Your goal
Pick out every line of the entries below where "struct" occurs, and copy those lines.

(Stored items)
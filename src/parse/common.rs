use serde::Serialize;
use std::path::PathBuf;

/// Start position of a syntax node within its file.
#[derive(Debug, Clone, Copy, Serialize, PartialEq, Eq, PartialOrd, Ord, Hash, Default)]
pub struct Position {
    /// 1-indexed line
    pub line: usize,
    /// 0-indexed column (bytes)
    pub column: usize,
}

impl Position {
    pub fn of(node: tree_sitter::Node<'_>) -> Self {
        let point = node.start_position();
        Self {
            line: point.row + 1,
            column: point.column,
        }
    }
}

/// Source location for edge provenance
#[derive(Debug, Clone, Serialize, PartialEq, Eq, Hash)]
pub struct SourceLocation {
    pub file: PathBuf,
    pub line: usize,
    #[serde(skip_serializing_if = "Option::is_none")]
    pub column: Option<usize>,
}

/// Text of a node, or the empty string when the bytes are not valid UTF-8.
pub fn node_text<'s>(node: tree_sitter::Node<'_>, source: &'s [u8]) -> &'s str {
    node.utf8_text(source).unwrap_or_default()
}

/// Collect the named children of a node, comments excluded, so callers can recurse freely.
pub fn named_children(node: tree_sitter::Node<'_>) -> Vec<tree_sitter::Node<'_>> {
    let mut cursor = node.walk();
    node.named_children(&mut cursor)
        .filter(|child| child.kind() != "comment")
        .collect()
}

/// True when the node has an anonymous `async` keyword child.
pub fn has_async_keyword(node: tree_sitter::Node<'_>) -> bool {
    let mut cursor = node.walk();
    let found = node
        .children(&mut cursor)
        .any(|child| !child.is_named() && child.kind() == "async");
    found
}

/// Last line covered by a node (1-indexed).
pub fn end_line(node: tree_sitter::Node<'_>) -> usize {
    node.end_position().row + 1
}
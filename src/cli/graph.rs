use crate::cli::analyze::{survey, Survey};
use crate::config::resolve::CliOverrides;
use crate::errors::Result;
use crate::output::OutputFormat;
use clap::Args;
use std::path::PathBuf;

#[derive(Debug, Args)]
pub struct GraphArgs {
    /// Directory or Python file to analyze
    pub path: PathBuf,

    /// Output format (dot or json)
    #[arg(long)]
    pub format: Option<OutputFormat>,

    /// Include glob patterns
    #[arg(long)]
    pub include: Vec<String>,

    /// Exclude glob patterns
    #[arg(long)]
    pub exclude: Vec<String>,

    /// Worker threads (0 = one per core)
    #[arg(long, short = 'j')]
    pub jobs: Option<usize>,

    /// Suppress progress output
    #[arg(long)]
    pub quiet: bool,
}

impl GraphArgs {
    fn to_cli_overrides(&self) -> CliOverrides {
        CliOverrides {
            format: self.format,
            quiet: self.quiet,
            jobs: self.jobs,
            include: self.include.clone(),
            exclude: self.exclude.clone(),
        }
    }
}

pub fn run(args: &GraphArgs) -> Result<()> {
    let Survey { report, .. } = survey(&args.path, &args.to_cli_overrides())?;
    // The configured report format does not apply here; graphs default to DOT.
    let format = args.format.unwrap_or(OutputFormat::Dot);

    let graph = crate::graph::build_call_graph(&report);
    let mut stdout = std::io::stdout().lock();

    match format {
        OutputFormat::Json => crate::output::json::write_graph_json(&mut stdout, &graph)?,
        OutputFormat::Dot | OutputFormat::Text => {
            crate::output::dot::write_dot(&mut stdout, &graph)?
        }
    }

    Ok(())
}
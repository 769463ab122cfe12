use crate::analysis::Analyzer;
use crate::config::resolve::{resolve_config, CliOverrides};
use crate::config::ResolvedConfig;
use crate::errors::{PysurveyError, Result};
use crate::output::json::Metadata;
use crate::output::OutputFormat;
use crate::report::{CancelToken, Pipeline, ProjectReport};
use crate::walk;
use clap::Args;
use std::path::{Path, PathBuf};
use std::time::{Instant, SystemTime};

#[derive(Debug, Args)]
pub struct AnalyzeArgs {
    /// Directory or Python file to analyze
    pub path: PathBuf,

    /// Output format
    #[arg(long)]
    pub format: Option<OutputFormat>,

    /// Include glob patterns
    #[arg(long)]
    pub include: Vec<String>,

    /// Exclude glob patterns
    #[arg(long)]
    pub exclude: Vec<String>,

    /// Worker threads (0 = one per core)
    #[arg(long, short = 'j')]
    pub jobs: Option<usize>,

    /// Suppress progress output
    #[arg(long)]
    pub quiet: bool,
}

impl AnalyzeArgs {
    fn to_cli_overrides(&self) -> CliOverrides {
        CliOverrides {
            format: self.format,
            quiet: self.quiet,
            jobs: self.jobs,
            include: self.include.clone(),
            exclude: self.exclude.clone(),
        }
    }
}

/// A finished analysis run, shared by `analyze` and `graph`.
pub struct Survey {
    pub config: ResolvedConfig,
    pub format: OutputFormat,
    pub report: ProjectReport,
    pub metadata: Metadata,
}

/// Resolve config, discover files and run the pipeline over them.
pub fn survey(path: &Path, overrides: &CliOverrides) -> Result<Survey> {
    let start = Instant::now();

    let target = path.canonicalize().map_err(|_| PysurveyError::NoFiles {
        path: path.to_path_buf(),
    })?;
    // Report paths are relative to the directory being surveyed.
    let root = if target.is_file() {
        target
            .parent()
            .map(Path::to_path_buf)
            .unwrap_or_else(|| target.clone())
    } else {
        target.clone()
    };

    let config = resolve_config(&root, overrides)?;
    let format: OutputFormat = config
        .format
        .parse()
        .map_err(PysurveyError::Config)?;

    let mut files = walk::discover_files(&target, &config.include, &config.exclude)?;
    let discovered = files.len();
    files.retain(|file| !config.is_ignored(file));
    if files.len() < discovered {
        tracing::debug!(ignored = discovered - files.len(), "dropped files matched by .pysurveyignore");
    }
    if files.is_empty() {
        return Err(PysurveyError::NoFiles { path: target });
    }

    let progress = if !config.quiet {
        let pb = indicatif::ProgressBar::new(files.len() as u64);
        if let Ok(style) = indicatif::ProgressStyle::default_bar()
            .template("{spinner:.green} [{bar:40.cyan/blue}] {pos}/{len} files ({eta})")
        {
            pb.set_style(style.progress_chars("#>-"));
        }
        Some(pb)
    } else {
        None
    };

    let pipeline = Pipeline::new(Analyzer::new(config.analysis_options()), config.jobs);
    let report = pipeline.run(&files, &root, &CancelToken::new(), &|| {
        if let Some(ref pb) = progress {
            pb.inc(1);
        }
    })?;

    if let Some(pb) = progress {
        pb.finish_and_clear();
    }

    let elapsed_ms = start.elapsed().as_millis() as u64;
    let files_parsed = report.totals.files_analyzed;
    let files_per_second = if elapsed_ms > 0 {
        files_parsed as f64 / (elapsed_ms as f64 / 1000.0)
    } else {
        0.0
    };
    let metadata = Metadata {
        root: root.clone(),
        files_discovered: files.len(),
        files_parsed,
        files_failed: report.totals.files_failed,
        files_skipped: report.totals.files_skipped,
        timestamp: unix_now(),
        elapsed_ms,
        files_per_second: (files_per_second * 10.0).round() / 10.0,
    };

    Ok(Survey {
        config,
        format,
        report,
        metadata,
    })
}

pub fn run(args: &AnalyzeArgs) -> Result<()> {
    let Survey {
        config,
        format,
        report,
        metadata,
    } = survey(&args.path, &args.to_cli_overrides())?;

    let mut stdout = std::io::stdout().lock();

    match format {
        OutputFormat::Json => {
            crate::output::json::write_analyze_json(&mut stdout, &report, metadata.clone())?;
        }
        OutputFormat::Text => {
            crate::output::text::write_analyze_text(&mut stdout, &report, &metadata)?;
        }
        OutputFormat::Dot => {
            let graph = crate::graph::build_call_graph(&report);
            crate::output::dot::write_dot(&mut stdout, &graph)?;
        }
    }

    if !config.quiet && format != OutputFormat::Text {
        eprintln!(
            "Analyzed {} files ({} failed, {} endpoints, {} client calls, {} diagnostics) in {:.2}s",
            metadata.files_parsed,
            metadata.files_failed,
            report.totals.endpoints,
            report.totals.client_calls,
            report.totals.diagnostics,
            metadata.elapsed_ms as f64 / 1000.0,
        );
    }

    Ok(())
}

fn unix_now() -> u64 {
    SystemTime::now()
        .duration_since(SystemTime::UNIX_EPOCH)
        .unwrap_or_default()
        .as_secs()
}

Answer below
pub struct Position {
pub struct SourceLocation {
pub struct GraphArgs {
pub struct AnalyzeArgs {
pub struct Survey {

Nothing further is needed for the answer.